Posted: Oct 18th, '16, 06:42
by Lulena
It's been a day and I can't get the text out of my mind.

"You are a wonderful person and you wouldn't be if you didn't have your struggle"

... I expressed how I was insulted to them but it keeps coming back.
I'm not better for the pain I've been put through, the abuse did me no
benefit at all. I'm not stronger, I'm not more capable. I'm weaker and
afraid of everything, and my life was ruined and never recovered.

Thats not wonderful...

Re: Dirty Little Secrets...

Posted: Oct 19th, '16, 01:01
by Hana-chan
I'm confused in where I want to go in my relationship. We fight and then we're "okay" for a day or two. I get told that she wants to leave me and I feel bad for what I've done. I'm ready to leave first and hope it's for the best for the both of us. But we've been together for 3 years, I don't want to let that go. I think we need a break but I don't want to be the one to tell her.

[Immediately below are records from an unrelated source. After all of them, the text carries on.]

//! HTML for the two user-facing pages: the upload form and the result page.

/// Languages offered by the form. Codes are the bare Sarvam codes; the
/// client qualifies them with a region when calling the API.
const LANGUAGES: &[(&str, &str)] = &[
    ("hi", "Hindi"),
    ("bn", "Bengali"),
    ("ta", "Tamil"),
    ("te", "Telugu"),
    ("kn", "Kannada"),
    ("ml", "Malayalam"),
    ("mr", "Marathi"),
    ("gu", "Gujarati"),
    ("pa", "Punjabi"),
    ("od", "Odia"),
];

const DEFAULT_LANGUAGE: &str = "hi";

/// Render the upload form.
pub fn upload_form() -> String {
    let options: String = LANGUAGES
        .iter()
        .map(|(code, name)| {
            let selected = if *code == DEFAULT_LANGUAGE {
                " selected"
            } else {
                ""
            };
            format!("<option value=\"{code}\"{selected}>{name}</option>")
        })
        .collect();

    format!(
        r#"<!DOCTYPE html>
<html lang="en">
<head>
  <meta charset="utf-8">
  <meta name="viewport" content="width=device-width, initial-scale=1">
  <title>Voicebrief</title>
</head>
<body>
  <h1>Voicebrief</h1>
  <p>Upload a PDF to get a translated summary with a spoken audio clip.</p>
  <form method="post" action="/" enctype="multipart/form-data">
    <p>
      <label for="pdf_file">PDF document</label>
      <input type="file" id="pdf_file" name="pdf_file" accept=".pdf" required>
    </p>
    <p>
      <label for="language_code">Language</label>
      <select id="language_code" name="language_code">{options}</select>
    </p>
    <p><button type="submit">Summarize</button></p>
  </form>
</body>
</html>
"#
    )
}

/// Render the result page with the translated summary and audio player.
pub fn result_page(summary: &str, audio_url: &str) -> String {
    let summary = escape_html(summary);
    let audio_url = escape_html(audio_url);

    format!(
        r#"<!DOCTYPE html>
<html lang="en">
<head>
  <meta charset="utf-8">
  <meta name="viewport" content="width=device-width, initial-scale=1">
  <title>Voicebrief — Summary</title>
</head>
<body>
  <h1>Summary</h1>
  <p>{summary}</p>
  <audio controls src="{audio_url}"></audio>
  <p><a href="/">Summarize another document</a></p>
</body>
</html>
"#
    )
}

/// Escape text for interpolation into HTML content or attribute values.
fn escape_html(text: &str) -> String {
    text.chars()
        .map(|c| match c {
            '&' => "&amp;".to_string(),
            '<' => "&lt;".to_string(),
            '>' => "&gt;".to_string(),
            '"' => "&quot;".to_string(),
            '\'' => "&#39;".to_string(),
            c => c.to_string(),
        })
        .collect()
}
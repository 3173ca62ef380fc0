//! Client for the Sarvam translation and text-to-speech APIs.
//!
//! One vendor, one subscription key, two operations. Neither operation
//! retries: any failure is surfaced to the caller immediately.

use std::time::Duration;

use base64::Engine as _;
use base64::engine::general_purpose::STANDARD as BASE64;
use reqwest::Client;
use serde::{Deserialize, Serialize};
use tracing::debug;

use crate::config::SarvamConfig;
use crate::error::{SarvamError, ServiceError};

const API_KEY_HEADER: &str = "api-subscription-key";

/// Sarvam API client
pub struct SarvamClient {
    client: Client,
    config: SarvamConfig,
}

impl SarvamClient {
    pub fn new(config: SarvamConfig) -> Result<Self, ServiceError> {
        let client = Client::builder()
            .timeout(Duration::from_secs(config.request_timeout_secs))
            .build()
            .map_err(|e| ServiceError::Internal {
                message: format!("Failed to build Sarvam HTTP client: {e}"),
            })?;

        Ok(Self { client, config })
    }

    /// Translate `text` into the target language. The source language is
    /// auto-detected by the service.
    pub async fn translate(
        &self,
        text: &str,
        language_code: &str,
    ) -> Result<String, SarvamError> {
        let url = format!("{}/translate", self.config.base_url);
        let target = target_code(language_code);

        let request = TranslateRequest {
            input: text,
            source_language_code: "auto",
            target_language_code: &target,
        };

        let response = self
            .client
            .post(&url)
            .header(API_KEY_HEADER, &self.config.api_key)
            .json(&request)
            .send()
            .await
            .map_err(|e| SarvamError::Connection {
                url: url.clone(),
                source: e,
            })?;

        let status = response.status();
        if !status.is_success() {
            let message = response.text().await.unwrap_or_default();
            return Err(SarvamError::Api {
                status: status.as_u16(),
                message,
            });
        }

        let body: serde_json::Value = response
            .json()
            .await
            .map_err(|e| SarvamError::InvalidResponse { source: e })?;

        let translated = translated_text(&body);
        debug!(language = language_code, chars = translated.len(), "Translation received");
        Ok(translated)
    }

    /// Synthesize speech for `text` and return the decoded audio bytes.
    pub async fn synthesize(
        &self,
        text: &str,
        language_code: &str,
    ) -> Result<Vec<u8>, SarvamError> {
        let url = format!("{}/text-to-speech", self.config.base_url);
        let target = target_code(language_code);

        let request = SpeechRequest {
            text,
            target_language_code: &target,
        };

        let response = self
            .client
            .post(&url)
            .header(API_KEY_HEADER, &self.config.api_key)
            .json(&request)
            .send()
            .await
            .map_err(|e| SarvamError::Connection {
                url: url.clone(),
                source: e,
            })?;

        let status = response.status();
        if !status.is_success() {
            let message = response.text().await.unwrap_or_default();
            return Err(SarvamError::Api {
                status: status.as_u16(),
                message,
            });
        }

        let body: SpeechResponse = response
            .json()
            .await
            .map_err(|e| SarvamError::InvalidResponse { source: e })?;

        let audio = decode_audio(&body.audios)?;
        debug!(
            language = language_code,
            chunks = body.audios.len(),
            bytes = audio.len(),
            "Audio synthesized"
        );
        Ok(audio)
    }
}

/// Sarvam expects region-qualified codes ("hi-IN"); the UI deals in bare codes.
fn target_code(language_code: &str) -> String {
    format!("{language_code}-IN")
}

/// Pull the translated text out of a response body. When the expected field
/// is missing, fall back to a string rendering of the raw body rather than
/// failing; minor response-shape drift degrades instead of aborting.
fn translated_text(body: &serde_json::Value) -> String {
    match body.get("translated_text").and_then(|v| v.as_str()) {
        Some(text) => text.to_string(),
        None => body.to_string(),
    }
}

/// Decode the audio payload. Chunks are concatenated before a single decode:
/// base64 padding only balances across the full payload, so decoding
/// chunk-by-chunk would reject it.
fn decode_audio(chunks: &[String]) -> Result<Vec<u8>, SarvamError> {
    if chunks.is_empty() {
        return Err(SarvamError::NoAudio);
    }

    let combined = chunks.concat();
    BASE64
        .decode(combined.as_bytes())
        .map_err(|e| SarvamError::InvalidAudio { source: e })
}

// Internal Sarvam API types

#[derive(Debug, Serialize)]
struct TranslateRequest<'a> {
    input: &'a str,
    source_language_code: &'a str,
    target_language_code: &'a str,
}

#[derive(Debug, Serialize)]
struct SpeechRequest<'a> {
    text: &'a str,
    target_language_code: &'a str,
}

#[derive(Debug, Deserialize)]
struct SpeechResponse {
    #[serde(default)]
    audios: Vec<String>,
}

#[cfg(test)]
mod tests {
    use super::*;
    use serde_json::json;

    #[test]
    fn test_target_code_is_region_qualified() {
        assert_eq!(target_code("hi"), "hi-IN");
        assert_eq!(target_code("ta"), "ta-IN");
    }

    #[test]
    fn test_translated_text_uses_expected_field() {
        let body = json!({ "translated_text": "नमस्ते", "request_id": "abc" });
        assert_eq!(translated_text(&body), "नमस्ते");
    }

    #[test]
    fn test_missing_field_falls_back_to_raw_body() {
        let body = json!({ "output": "something else" });
        let rendered = translated_text(&body);
        assert!(rendered.contains("something else"));
    }

    #[test]
    fn test_audio_chunks_are_concatenated_before_decoding() {
        // "aGVs" + "bG8=" only decodes as one payload; the second chunk
        // alone is not a standalone base64 word for "llo".
        let chunks = vec!["aGVs".to_string(), "bG8=".to_string()];
        assert_eq!(decode_audio(&chunks).unwrap(), b"hello");

        let single = vec!["aGVsbG8=".to_string()];
        assert_eq!(decode_audio(&chunks).unwrap(), decode_audio(&single).unwrap());
    }

    #[test]
    fn test_no_audio_chunks_is_a_synthesis_failure() {
        assert!(matches!(decode_audio(&[]), Err(SarvamError::NoAudio)));
    }

    #[test]
    fn test_garbage_audio_payload_is_rejected() {
        let chunks = vec!["not base64!!".to_string()];
        assert!(matches!(
            decode_audio(&chunks),
            Err(SarvamError::InvalidAudio { .. })
        ));
    }
}
//! HTTP surface for the Voicebrief service.
//!
//! Three routes do the work: the upload form, the pipeline submission, and
//! the generated-audio download. `/health` reports liveness.

use axum::{
    Json, Router,
    extract::{DefaultBodyLimit, Multipart, Path, State},
    http::{StatusCode, header},
    response::{Html, IntoResponse, Response},
    routing::get,
};
use serde::Serialize;
use std::sync::Arc;
use std::time::Instant;
use tower_http::cors::{Any, CorsLayer};
use tower_http::trace::TraceLayer;

use crate::config::StaticConfig;
use crate::error::{ServiceError, ServiceResult};
use crate::pages;
use crate::pipeline::{self, Upload};
use crate::sarvam::SarvamClient;
use crate::summarize::SummarizerClient;

/// Language used when the form does not send a code.
const DEFAULT_LANGUAGE: &str = "hi";

/// Application state
pub struct AppState {
    pub config: StaticConfig,
    pub summarizer: SummarizerClient,
    pub sarvam: SarvamClient,
    pub start_time: Instant,
}

impl AppState {
    pub fn new(config: StaticConfig) -> ServiceResult<Self> {
        let summarizer = SummarizerClient::new(config.summarizer.clone())?;
        let sarvam = SarvamClient::new(config.sarvam.clone())?;

        Ok(Self {
            config,
            summarizer,
            sarvam,
            start_time: Instant::now(),
        })
    }
}

/// Build the router
pub fn router(state: Arc<AppState>) -> Router {
    let cors = CorsLayer::new()
        .allow_origin(Any)
        .allow_methods(Any)
        .allow_headers(Any);

    let max_body = state.config.limits.max_upload_bytes as usize;

    Router::new()
        .route(
            "/",
            get(index_handler)
                .post(submit_handler)
                .layer(DefaultBodyLimit::max(max_body)),
        )
        .route("/static/audio/{filename}", get(audio_handler))
        .route("/health", get(health_handler))
        .layer(cors)
        .layer(TraceLayer::new_for_http())
        .with_state(state)
}

/// Serve the upload form
async fn index_handler() -> Html<String> {
    Html(pages::upload_form())
}

/// Accept a PDF upload and run the pipeline
async fn submit_handler(
    State(state): State<Arc<AppState>>,
    mut multipart: Multipart,
) -> Result<Html<String>, ServiceError> {
    let mut upload: Option<Upload> = None;
    let mut language_code: Option<String> = None;

    while let Ok(Some(field)) = multipart.next_field().await {
        match field.name().unwrap_or("") {
            "pdf_file" => {
                let filename = field.file_name().unwrap_or("").to_string();
                let data = field
                    .bytes()
                    .await
                    .map_err(|e| ServiceError::InvalidRequest {
                        message: e.to_string(),
                    })?;
                upload = Some(Upload {
                    filename,
                    data: data.to_vec(),
                });
            }
            "language_code" => {
                let code = field
                    .text()
                    .await
                    .map_err(|e| ServiceError::InvalidRequest {
                        message: e.to_string(),
                    })?;
                if !code.is_empty() {
                    language_code = Some(code);
                }
            }
            _ => {}
        }
    }

    let upload = upload.ok_or_else(|| ServiceError::InvalidRequest {
        message: "No file part in the request.".to_string(),
    })?;
    let language_code = language_code.unwrap_or_else(|| DEFAULT_LANGUAGE.to_string());

    let output = pipeline::run(&state, upload, &language_code).await?;

    let audio_url = format!("/static/audio/{}", output.audio_filename);
    Ok(Html(pages::result_page(&output.summary, &audio_url)))
}

/// Serve a previously generated audio clip
async fn audio_handler(
    State(state): State<Arc<AppState>>,
    Path(filename): Path<String>,
) -> Result<Response, ServiceError> {
    if !is_safe_audio_filename(&filename) {
        return Err(ServiceError::InvalidRequest {
            message: "Invalid audio filename.".to_string(),
        });
    }

    let path = state.config.storage.audio_dir.join(&filename);
    let data = match std::fs::read(&path) {
        Ok(data) => data,
        Err(e) if e.kind() == std::io::ErrorKind::NotFound => {
            return Err(ServiceError::AudioNotFound { filename });
        }
        Err(e) => return Err(ServiceError::Io(e)),
    };

    Ok((
        StatusCode::OK,
        [(header::CONTENT_TYPE, "audio/mpeg")],
        data,
    )
        .into_response())
}

/// Served names are always generated by us (uuid token + language + .mp3);
/// anything that could escape the audio directory is rejected outright.
fn is_safe_audio_filename(filename: &str) -> bool {
    !filename.is_empty()
        && !filename.contains(['/', '\\'])
        && !filename.contains("..")
        && filename.ends_with(".mp3")
}

async fn health_handler(State(state): State<Arc<AppState>>) -> Json<HealthResponse> {
    Json(HealthResponse {
        status: "ok".to_string(),
        version: env!("CARGO_PKG_VERSION").to_string(),
        uptime_seconds: state.start_time.elapsed().as_secs(),
    })
}

#[derive(Serialize)]
struct HealthResponse {
    status: String,
    version: String,
    uptime_seconds: u64,
}

#[cfg(test)]
mod tests {
    use super::*;
    use axum::body::Body;
    use axum::http::Request;
    use tower::ServiceExt as _;

    const BOUNDARY: &str = "voicebrief-test-boundary";

    fn test_state(dir: &std::path::Path) -> Arc<AppState> {
        let config: StaticConfig = serde_json::from_value(serde_json::json!({
            "storage": {
                "upload_dir": dir.join("uploads"),
                "audio_dir": dir.join("audio"),
            },
            "summarizer": { "api_key": "test-key" },
            "sarvam": { "api_key": "test-key" },
        }))
        .unwrap();

        std::fs::create_dir_all(&config.storage.upload_dir).unwrap();
        std::fs::create_dir_all(&config.storage.audio_dir).unwrap();

        Arc::new(AppState::new(config).unwrap())
    }

    fn multipart_upload(filename: &str, content: &str) -> Request<Body> {
        let body = format!(
            "--{BOUNDARY}\r\n\
             Content-Disposition: form-data; name=\"pdf_file\"; filename=\"{filename}\"\r\n\
             Content-Type: application/octet-stream\r\n\r\n\
             {content}\r\n\
             --{BOUNDARY}--\r\n"
        );

        Request::post("/")
            .header(
                header::CONTENT_TYPE,
                format!("multipart/form-data; boundary={BOUNDARY}"),
            )
            .body(Body::from(body))
            .unwrap()
    }

    #[tokio::test]
    async fn test_upload_form_is_served() {
        let dir = tempfile::tempdir().unwrap();
        let app = router(test_state(dir.path()));

        let response = app
            .oneshot(Request::get("/").body(Body::empty()).unwrap())
            .await
            .unwrap();

        assert_eq!(response.status(), StatusCode::OK);
    }

    #[tokio::test]
    async fn test_non_pdf_upload_is_rejected_before_any_work() {
        let dir = tempfile::tempdir().unwrap();
        let state = test_state(dir.path());
        let app = router(state.clone());

        let response = app
            .oneshot(multipart_upload("notes.txt", "not a pdf"))
            .await
            .unwrap();

        assert_eq!(response.status(), StatusCode::BAD_REQUEST);
        // Nothing may reach the audio directory on a rejected upload
        let audio_entries = std::fs::read_dir(&state.config.storage.audio_dir)
            .unwrap()
            .count();
        assert_eq!(audio_entries, 0);
    }

    #[tokio::test]
    async fn test_request_without_file_part_is_rejected() {
        let dir = tempfile::tempdir().unwrap();
        let app = router(test_state(dir.path()));

        let body = format!(
            "--{BOUNDARY}\r\n\
             Content-Disposition: form-data; name=\"language_code\"\r\n\r\n\
             hi\r\n\
             --{BOUNDARY}--\r\n"
        );
        let request = Request::post("/")
            .header(
                header::CONTENT_TYPE,
                format!("multipart/form-data; boundary={BOUNDARY}"),
            )
            .body(Body::from(body))
            .unwrap();

        let response = app.oneshot(request).await.unwrap();
        assert_eq!(response.status(), StatusCode::BAD_REQUEST);
    }

    #[tokio::test]
    async fn test_generated_audio_is_served_back() {
        let dir = tempfile::tempdir().unwrap();
        let state = test_state(dir.path());
        std::fs::write(
            state.config.storage.audio_dir.join("tok_summary_hi.mp3"),
            b"mp3 bytes",
        )
        .unwrap();
        let app = router(state);

        let response = app
            .oneshot(
                Request::get("/static/audio/tok_summary_hi.mp3")
                    .body(Body::empty())
                    .unwrap(),
            )
            .await
            .unwrap();

        assert_eq!(response.status(), StatusCode::OK);
        assert_eq!(
            response.headers().get(header::CONTENT_TYPE).unwrap(),
            "audio/mpeg"
        );
    }

    #[tokio::test]
    async fn test_unknown_audio_clip_is_404() {
        let dir = tempfile::tempdir().unwrap();
        let app = router(test_state(dir.path()));

        let response = app
            .oneshot(
                Request::get("/static/audio/missing_summary_hi.mp3")
                    .body(Body::empty())
                    .unwrap(),
            )
            .await
            .unwrap();

        assert_eq!(response.status(), StatusCode::NOT_FOUND);
    }

    #[test]
    fn test_audio_filename_safety() {
        assert!(is_safe_audio_filename("tok_summary_hi.mp3"));
        assert!(!is_safe_audio_filename(""));
        assert!(!is_safe_audio_filename("../secrets.mp3"));
        assert!(!is_safe_audio_filename("a/b.mp3"));
        assert!(!is_safe_audio_filename("a\\b.mp3"));
        assert!(!is_safe_audio_filename("clip.wav"));
    }
}
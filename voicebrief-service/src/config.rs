//! Static service configuration, loaded once at startup.
//! API keys are required fields: a missing key fails deserialization and
//! stops the service before it binds.

use serde::Deserialize;
use std::path::PathBuf;

#[derive(Debug, Clone, Deserialize)]
pub struct StaticConfig {
    #[serde(default = "default_server")]
    pub server: ServerConfig,

    #[serde(default = "default_storage")]
    pub storage: StorageConfig,

    pub summarizer: SummarizerConfig,

    pub sarvam: SarvamConfig,

    #[serde(default = "default_limits")]
    pub limits: LimitsConfig,
}

/// HTTP server configuration
#[derive(Debug, Clone, Deserialize)]
pub struct ServerConfig {
    #[serde(default = "default_host")]
    pub host: String,

    #[serde(default = "default_port")]
    pub port: u16,
}

/// Scratch directories for uploaded PDFs and generated audio clips.
/// Uploads are removed after each request; audio clips accumulate until
/// cleaned externally.
#[derive(Debug, Clone, Deserialize)]
pub struct StorageConfig {
    #[serde(default = "default_upload_dir")]
    pub upload_dir: PathBuf,

    #[serde(default = "default_audio_dir")]
    pub audio_dir: PathBuf,
}

/// Summarization API (Gemini-style generateContent endpoint)
#[derive(Debug, Clone, Deserialize)]
pub struct SummarizerConfig {
    pub api_key: String,

    #[serde(default = "default_summarizer_base_url")]
    pub base_url: String,

    #[serde(default = "default_summarizer_model")]
    pub model: String,

    #[serde(default = "default_max_summary_chars")]
    pub max_summary_chars: usize,

    #[serde(default = "default_summarizer_timeout_secs")]
    pub request_timeout_secs: u64,
}

/// Sarvam translation / text-to-speech API
#[derive(Debug, Clone, Deserialize)]
pub struct SarvamConfig {
    pub api_key: String,

    #[serde(default = "default_sarvam_base_url")]
    pub base_url: String,

    #[serde(default = "default_sarvam_timeout_secs")]
    pub request_timeout_secs: u64,
}

/// Request size limits
#[derive(Debug, Clone, Deserialize)]
pub struct LimitsConfig {
    #[serde(default = "default_max_upload_bytes")]
    pub max_upload_bytes: u64,
}

// ==================== Default Value Functions ====================

pub(crate) fn default_server() -> ServerConfig {
    ServerConfig {
        host: default_host(),
        port: default_port(),
    }
}

pub(crate) fn default_host() -> String {
    "0.0.0.0".to_string()
}

pub(crate) fn default_port() -> u16 {
    8080
}

pub(crate) fn default_storage() -> StorageConfig {
    StorageConfig {
        upload_dir: default_upload_dir(),
        audio_dir: default_audio_dir(),
    }
}

pub(crate) fn default_upload_dir() -> PathBuf {
    PathBuf::from("./uploads")
}

pub(crate) fn default_audio_dir() -> PathBuf {
    PathBuf::from("./static/audio")
}

pub(crate) fn default_summarizer_base_url() -> String {
    "https://generativelanguage.googleapis.com".to_string()
}

pub(crate) fn default_summarizer_model() -> String {
    "gemini-2.5-pro".to_string()
}

pub(crate) fn default_max_summary_chars() -> usize {
    1200
}

pub(crate) fn default_summarizer_timeout_secs() -> u64 {
    120
}

pub(crate) fn default_sarvam_base_url() -> String {
    "https://api.sarvam.ai".to_string()
}

pub(crate) fn default_sarvam_timeout_secs() -> u64 {
    60
}

pub(crate) fn default_limits() -> LimitsConfig {
    LimitsConfig {
        max_upload_bytes: default_max_upload_bytes(),
    }
}

pub(crate) fn default_max_upload_bytes() -> u64 {
    25 * 1024 * 1024
}
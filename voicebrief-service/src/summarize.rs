//! Summarization client for a Gemini-style generateContent API.
//!
//! The one upstream here that is routinely rate limited, so requests go
//! through a bounded retry: rate-limit failures back off and retry, every
//! other failure kind aborts immediately.

use std::future::Future;
use std::time::Duration;

use reqwest::Client;
use serde::{Deserialize, Serialize};
use tokio_retry::RetryIf;
use tokio_retry::strategy::ExponentialBackoff;
use tracing::{debug, warn};

use crate::config::SummarizerConfig;
use crate::error::{ServiceError, SummarizeError};

/// Total attempts against a rate-limited upstream before giving up.
const MAX_ATTEMPTS: usize = 5;

/// Summarization API client
pub struct SummarizerClient {
    client: Client,
    config: SummarizerConfig,
}

impl SummarizerClient {
    pub fn new(config: SummarizerConfig) -> Result<Self, ServiceError> {
        let client = Client::builder()
            .timeout(Duration::from_secs(config.request_timeout_secs))
            .build()
            .map_err(|e| ServiceError::Internal {
                message: format!("Failed to build summarizer HTTP client: {e}"),
            })?;

        Ok(Self { client, config })
    }

    /// Summarize `text` into a single short English paragraph.
    pub async fn summarize(&self, text: &str) -> Result<String, SummarizeError> {
        let prompt = build_prompt(text, self.config.max_summary_chars);
        let summary = retry_rate_limited(|| self.request_summary(&prompt)).await?;
        debug!(chars = summary.len(), "Summary generated");
        Ok(summary)
    }

    async fn request_summary(&self, prompt: &str) -> Result<String, SummarizeError> {
        let url = format!(
            "{}/v1beta/models/{}:generateContent",
            self.config.base_url, self.config.model
        );

        let request = GenerateContentRequest {
            contents: vec![Content {
                parts: vec![Part {
                    text: prompt.to_string(),
                }],
            }],
        };

        let response = self
            .client
            .post(&url)
            .header("x-goog-api-key", &self.config.api_key)
            .json(&request)
            .send()
            .await
            .map_err(|e| SummarizeError::Connection {
                url: url.clone(),
                source: e,
            })?;

        let status = response.status();
        if status == reqwest::StatusCode::TOO_MANY_REQUESTS {
            return Err(SummarizeError::RateLimited);
        }
        if !status.is_success() {
            let message = response.text().await.unwrap_or_default();
            return Err(SummarizeError::Api {
                status: status.as_u16(),
                message,
            });
        }

        let body: GenerateContentResponse =
            response
                .json()
                .await
                .map_err(|e| SummarizeError::InvalidResponse {
                    message: e.to_string(),
                })?;

        body.candidates
            .into_iter()
            .next()
            .and_then(|candidate| candidate.content.parts.into_iter().next())
            .map(|part| part.text.trim().to_string())
            .filter(|text| !text.is_empty())
            .ok_or_else(|| SummarizeError::InvalidResponse {
                message: "no candidate text in response".to_string(),
            })
    }
}

/// The length bound, single-paragraph shape, output language, and
/// no-commentary constraint all live in the instruction.
fn build_prompt(text: &str, max_chars: usize) -> String {
    format!(
        "Summarize the following document in only 1 paragraph in less than \
         {max_chars} characters strictly. Provide ONLY the English summary. \
         Do not add any other introductory text or formatting.\n\n\
         Document:\n{text}"
    )
}

/// Retry `op` while it fails with a rate-limit error. Delays between
/// attempts double from 2s: 2, 4, 8, 16 (from_millis(2) scaled by 1000).
/// Any other error, or exhaustion, surfaces the last error.
async fn retry_rate_limited<T, F, Fut>(op: F) -> Result<T, SummarizeError>
where
    F: FnMut() -> Fut,
    Fut: Future<Output = Result<T, SummarizeError>>,
{
    let strategy = ExponentialBackoff::from_millis(2)
        .factor(1000)
        .take(MAX_ATTEMPTS - 1);

    RetryIf::spawn(strategy, op, |e: &SummarizeError| {
        let retrying = e.is_rate_limited();
        if retrying {
            warn!(max_attempts = MAX_ATTEMPTS, "Summarization rate limited, backing off");
        }
        retrying
    })
    .await
}

// Internal generateContent API types

#[derive(Debug, Serialize)]
struct GenerateContentRequest {
    contents: Vec<Content>,
}

#[derive(Debug, Serialize)]
struct Content {
    parts: Vec<Part>,
}

#[derive(Debug, Serialize, Deserialize)]
struct Part {
    #[serde(default)]
    text: String,
}

#[derive(Debug, Deserialize)]
struct GenerateContentResponse {
    #[serde(default)]
    candidates: Vec<Candidate>,
}

#[derive(Debug, Deserialize)]
struct Candidate {
    #[serde(default)]
    content: CandidateContent,
}

#[derive(Debug, Default, Deserialize)]
struct CandidateContent {
    #[serde(default)]
    parts: Vec<Part>,
}

#[cfg(test)]
mod tests {
    use super::*;
    use std::cell::Cell;

    #[test]
    fn test_prompt_carries_the_constraints() {
        let prompt = build_prompt("the document body", 1200);
        assert!(prompt.contains("1200 characters"));
        assert!(prompt.contains("only 1 paragraph"));
        assert!(prompt.contains("ONLY the English summary"));
        assert!(prompt.ends_with("the document body"));
    }

    #[tokio::test(start_paused = true)]
    async fn test_rate_limit_retries_five_times_with_doubling_backoff() {
        let start = tokio::time::Instant::now();
        let attempts = Cell::new(0u32);

        let result: Result<(), SummarizeError> = retry_rate_limited(|| {
            attempts.set(attempts.get() + 1);
            async { Err(SummarizeError::RateLimited) }
        })
        .await;

        assert!(matches!(result, Err(SummarizeError::RateLimited)));
        assert_eq!(attempts.get(), 5);
        // 2 + 4 + 8 + 16 seconds of (paused-clock) backoff
        assert_eq!(start.elapsed(), Duration::from_secs(30));
    }

    #[tokio::test(start_paused = true)]
    async fn test_other_failures_abort_without_retry() {
        let start = tokio::time::Instant::now();
        let attempts = Cell::new(0u32);

        let result: Result<(), SummarizeError> = retry_rate_limited(|| {
            attempts.set(attempts.get() + 1);
            async {
                Err(SummarizeError::Api {
                    status: 500,
                    message: "boom".to_string(),
                })
            }
        })
        .await;

        assert!(matches!(result, Err(SummarizeError::Api { status: 500, .. })));
        assert_eq!(attempts.get(), 1);
        assert_eq!(start.elapsed(), Duration::ZERO);
    }

    #[tokio::test(start_paused = true)]
    async fn test_success_after_rate_limits_is_returned() {
        let attempts = Cell::new(0u32);

        let result = retry_rate_limited(|| {
            attempts.set(attempts.get() + 1);
            let attempt = attempts.get();
            async move {
                if attempt < 3 {
                    Err(SummarizeError::RateLimited)
                } else {
                    Ok("a summary".to_string())
                }
            }
        })
        .await;

        assert_eq!(result.unwrap(), "a summary");
        assert_eq!(attempts.get(), 3);
    }
}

Re: Dirty Little Secrets...

Posted: Oct 19th, '16, 15:54
by Tatteredlion
I'm so worn out and tired. I've been caring for my dad which was forced upon me by my two sisters who don't work. I have a full time job... or I used to. Now I've been getting sick from the stress and "abandoned" my job... which wasn't intentional. Now my sister is trying to say that she takes care of dad even though 99% of the time she isn't here and when she is she stresses me out so much I wish she would stay away. I asked for help so many times... please take dad to the doctor and she wouldn't help so I had to take time off of work. They understood but they have a company to run. So now I need to find another job. At least things have calmed down until the next crisis....

Re: Dirty Little Secrets...

Posted: Oct 20th, '16, 03:51
by Fire
I can't decide what I want to do!!!!!!!!

Re: Dirty Little Secrets...

Posted: Oct 21st, '16, 02:26
by Sunlight
I wish you had told me instead of making it look like you were just trying to be respectful. Did I make it hard for you to come clean? I feel like a manipulative abusive rapist girlfriend now.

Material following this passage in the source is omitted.